Winter Olympics appearances (overview)
- 1984; 1988; 1992; 1994; 1998; 2002; 2006; 2010; 2014; 2018; 2022; 2026;

= Monaco at the 2026 Winter Olympics =

Monaco competed at the 2026 Winter Olympics in Milan and Cortina d'Ampezzo, Italy, from 6 to 22 February 2026. The country's participation in the Games marked its twelfth appearance at the Winter Olympics since its debut in the 1984 Games.

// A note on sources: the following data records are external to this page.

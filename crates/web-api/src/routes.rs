use axum::{
    extract::{Path, Query, State, WebSocketUpgrade},
    http::{HeaderMap, StatusCode},
    response::Response,
    routing::{get, post},
    Json, Router,
};
use serde::{Deserialize, Serialize};
use tower_http::trace::TraceLayer;
use uuid::Uuid;
use validator::Validate;

use application::{
    GroupRepository, HistoryPage, HistoryQuery, MessageRecord, SendMessageRequest, SendOutcome,
};
use domain::{ConversationSelector, DomainError, GroupId, MessageTarget, MessageType, UserId};

use crate::{auth::AuthUser, error::ApiError, state::AppState, ws_connection::WebSocketConnection};

#[derive(Debug, Deserialize, Validate)]
#[serde(rename_all = "camelCase")]
struct SendMessagePayload {
    receiver_id: Option<Uuid>,
    group_id: Option<Uuid>,
    #[validate(length(min = 1, max = 4000))]
    body: String,
    message_type: Option<MessageType>,
}

impl SendMessagePayload {
    fn target(&self) -> Result<MessageTarget, DomainError> {
        match (self.receiver_id, self.group_id) {
            (Some(receiver_id), None) => Ok(MessageTarget::Direct {
                receiver_id: UserId::from(receiver_id),
            }),
            (None, Some(group_id)) => Ok(MessageTarget::Group {
                group_id: GroupId::from(group_id),
            }),
            _ => Err(DomainError::invalid_argument(
                "target",
                "exactly one of receiverId and groupId is required",
            )),
        }
    }
}

#[derive(Debug, Serialize)]
#[serde(untagged)]
enum SendMessageResponse {
    Created { message: MessageRecord },
    Duplicate { duplicate: bool },
}

#[derive(Debug, Default, Deserialize, Validate)]
struct HistoryParams {
    #[validate(range(min = 1))]
    page: Option<u32>,
    #[validate(range(min = 1))]
    limit: Option<u32>,
}

#[derive(Debug, Serialize)]
struct MarkReadResponse {
    updated: usize,
}

#[derive(Debug, Serialize)]
#[serde(rename_all = "camelCase")]
struct PresenceResponse {
    online_users: Vec<UserId>,
}

#[derive(Debug, Deserialize)]
struct WsQuery {
    token: Option<String>,
}

pub fn router(state: AppState) -> Router {
    Router::new()
        .route("/health", get(health))
        .route("/ws", get(websocket_upgrade))
        .nest("/api/v1", api_routes())
        .layer(TraceLayer::new_for_http())
        .with_state(state)
}

fn api_routes() -> Router<AppState> {
    Router::new()
        .route("/messages", post(send_message))
        .route(
            "/conversations/{peer_id}/messages",
            get(conversation_history),
        )
        .route("/conversations/{peer_id}/read", post(mark_conversation_read))
        .route("/groups/{group_id}/messages", get(group_history))
        .route("/presence", get(online_users))
}

async fn health() -> StatusCode {
    StatusCode::OK
}

async fn send_message(
    State(state): State<AppState>,
    AuthUser(sender_id): AuthUser,
    Json(payload): Json<SendMessagePayload>,
) -> Result<(StatusCode, Json<SendMessageResponse>), ApiError> {
    payload.validate()?;
    let target = payload.target()?;

    let outcome = state
        .services
        .delivery_router
        .send_message(SendMessageRequest {
            sender_id,
            target,
            body: payload.body,
            message_type: payload.message_type.unwrap_or_default(),
        })
        .await?;

    Ok(match outcome {
        SendOutcome::Created(message) => (
            StatusCode::CREATED,
            Json(SendMessageResponse::Created { message }),
        ),
        SendOutcome::Duplicate => (
            StatusCode::OK,
            Json(SendMessageResponse::Duplicate { duplicate: true }),
        ),
    })
}

async fn conversation_history(
    State(state): State<AppState>,
    AuthUser(requester): AuthUser,
    Path(peer_id): Path<Uuid>,
    Query(params): Query<HistoryParams>,
) -> Result<Json<HistoryPage>, ApiError> {
    params.validate()?;
    let page = state
        .services
        .history_reader
        .fetch(HistoryQuery {
            requester,
            selector: ConversationSelector::Direct {
                user_a: requester,
                user_b: UserId::from(peer_id),
            },
            page: params.page,
            limit: params.limit,
        })
        .await?;

    Ok(Json(page))
}

async fn group_history(
    State(state): State<AppState>,
    AuthUser(requester): AuthUser,
    Path(group_id): Path<Uuid>,
    Query(params): Query<HistoryParams>,
) -> Result<Json<HistoryPage>, ApiError> {
    params.validate()?;
    let group_id = GroupId::from(group_id);

    let group = state
        .services
        .groups
        .find_by_id(group_id)
        .await?
        .ok_or(DomainError::GroupNotFound)?;
    if !group.is_member(requester) {
        return Err(DomainError::NotGroupMember.into());
    }

    let page = state
        .services
        .history_reader
        .fetch(HistoryQuery {
            requester,
            selector: ConversationSelector::Group { group_id },
            page: params.page,
            limit: params.limit,
        })
        .await?;

    Ok(Json(page))
}

/// 请求方是接收者，`peer_id` 是原始发送者
async fn mark_conversation_read(
    State(state): State<AppState>,
    AuthUser(receiver_id): AuthUser,
    Path(peer_id): Path<Uuid>,
) -> Result<Json<MarkReadResponse>, ApiError> {
    let updated = state
        .services
        .status_tracker
        .mark_conversation_read(UserId::from(peer_id), receiver_id)
        .await?;

    Ok(Json(MarkReadResponse { updated }))
}

async fn online_users(
    State(state): State<AppState>,
    AuthUser(_): AuthUser,
) -> Json<PresenceResponse> {
    Json(PresenceResponse {
        online_users: state.services.presence.online_users(),
    })
}

/// 浏览器无法给 WebSocket 设置请求头，所以也接受 `?token=`
async fn websocket_upgrade(
    State(state): State<AppState>,
    headers: HeaderMap,
    Query(query): Query<WsQuery>,
    ws: WebSocketUpgrade,
) -> Result<Response, ApiError> {
    let user_id = match query.token.as_deref() {
        Some(token) => state.jwt_service.verify_token(token)?,
        None => state.jwt_service.extract_user_from_headers(&headers)?,
    };

    Ok(ws.on_upgrade(move |socket| WebSocketConnection::new(socket, state, user_id).run()))
}
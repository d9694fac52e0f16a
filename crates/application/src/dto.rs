use domain::{
    GroupId, Message, MessageId, MessageStatus, MessageType, Receipt, Timestamp, UserId,
};
use serde::{Deserialize, Serialize};

/// 返回给发送者与推送给接收者的消息投影
#[derive(Debug, Clone, PartialEq, Eq, Serialize, Deserialize)]
#[serde(rename_all = "camelCase")]
pub struct MessageRecord {
    pub id: MessageId,
    pub sender_id: UserId,
    #[serde(skip_serializing_if = "Option::is_none")]
    pub receiver_id: Option<UserId>,
    #[serde(skip_serializing_if = "Option::is_none")]
    pub group_id: Option<GroupId>,
    pub body: String,
    pub message_type: MessageType,
    pub status: MessageStatus,
    pub delivered_to: Vec<Receipt>,
    pub read_by: Vec<Receipt>,
    pub created_at: Timestamp,
}

impl From<&Message> for MessageRecord {
    fn from(message: &Message) -> Self {
        Self {
            id: message.id,
            sender_id: message.sender_id,
            receiver_id: message.receiver_id(),
            group_id: message.group_id(),
            body: message.body.as_str().to_owned(),
            message_type: message.message_type,
            status: message.status,
            delivered_to: message.delivered_to.clone(),
            read_by: message.read_by.clone(),
            created_at: message.created_at,
        }
    }
}

/// 发送结果：新建的消息，或被重复抑制折叠的请求
#[derive(Debug, Clone, PartialEq, Eq)]
pub enum SendOutcome {
    Created(MessageRecord),
    Duplicate,
}

#[derive(Debug, Clone, PartialEq, Eq, Serialize, Deserialize)]
#[serde(rename_all = "camelCase")]
pub struct Pagination {
    pub page: u32,
    pub limit: u32,
    pub total_messages: u64,
    pub total_pages: u64,
    pub has_more: bool,
}

#[derive(Debug, Clone, PartialEq, Eq, Serialize, Deserialize)]
#[serde(rename_all = "camelCase")]
pub struct HistoryPage {
    /// 页内按 created_at 从旧到新排列
    pub messages: Vec<MessageRecord>,
    pub pagination: Pagination,
}

impl HistoryPage {
    /// 超时降级时返回的空页；调用方应视为"稍后重试"而非会话为空
    pub fn empty(page: u32, limit: u32) -> Self {
        Self {
            messages: Vec::new(),
            pagination: Pagination {
                page,
                limit,
                total_messages: 0,
                total_pages: 0,
                has_more: false,
            },
        }
    }
}
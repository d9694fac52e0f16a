//! 后台任务监管
//!
//! 发送后的扇出、群组活跃时间刷新、历史读取的送达回写都不在请求路径上等待。
//! 这些任务统一由 [`BackgroundTasks`] 启动：失败通过独立的错误通道上报，
//! 由上报任务记录日志后丢弃，绝不回传给请求方。

use std::future::Future;
use std::sync::atomic::{AtomicU64, Ordering};
use std::sync::Arc;

use tokio::sync::mpsc;
use tokio_util::task::TaskTracker;

use crate::error::ApplicationError;

/// 一次后台任务失败
#[derive(Debug)]
pub struct TaskFailure {
    pub task: &'static str,
    pub error: ApplicationError,
}

#[derive(Clone)]
pub struct BackgroundTasks {
    tracker: TaskTracker,
    failures: mpsc::UnboundedSender<TaskFailure>,
    failed: Arc<AtomicU64>,
}

impl BackgroundTasks {
    /// 创建任务集合并启动失败上报任务，必须在 tokio 运行时内调用
    pub fn start() -> Self {
        let (failures, mut receiver) = mpsc::unbounded_channel::<TaskFailure>();

        tokio::spawn(async move {
            while let Some(failure) = receiver.recv().await {
                tracing::warn!(
                    task = failure.task,
                    error = %failure.error,
                    "后台任务失败，已记录并丢弃"
                );
            }
        });

        Self {
            tracker: TaskTracker::new(),
            failures,
            failed: Arc::new(AtomicU64::new(0)),
        }
    }

    pub fn spawn<F>(&self, task: &'static str, future: F)
    where
        F: Future<Output = Result<(), ApplicationError>> + Send + 'static,
    {
        let failures = self.failures.clone();
        let failed = self.failed.clone();
        self.tracker.spawn(async move {
            if let Err(error) = future.await {
                failed.fetch_add(1, Ordering::Relaxed);
                // 上报任务已退出时只能放弃
                let _ = failures.send(TaskFailure { task, error });
            }
        });
    }

    /// 等待当前所有已启动的任务完成，之后仍可继续启动新任务
    pub async fn drain(&self) {
        self.tracker.close();
        self.tracker.wait().await;
        self.tracker.reopen();
    }

    /// 停止接收新任务并等待存量任务完成（优雅停机）
    pub async fn shutdown(&self) {
        self.tracker.close();
        self.tracker.wait().await;
    }

    pub fn failed_count(&self) -> u64 {
        self.failed.load(Ordering::Relaxed)
    }

    pub fn in_flight(&self) -> usize {
        self.tracker.len()
    }
}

The Monégasque team consisted of one male alpine skier. A volunteer carried the country's flag during the opening ceremony. Meanwhile, a volunteer was the country's flagbearer during the closing ceremony.

==Competitors==
The following is the list of number of competitors participating at the Games per sport/discipline.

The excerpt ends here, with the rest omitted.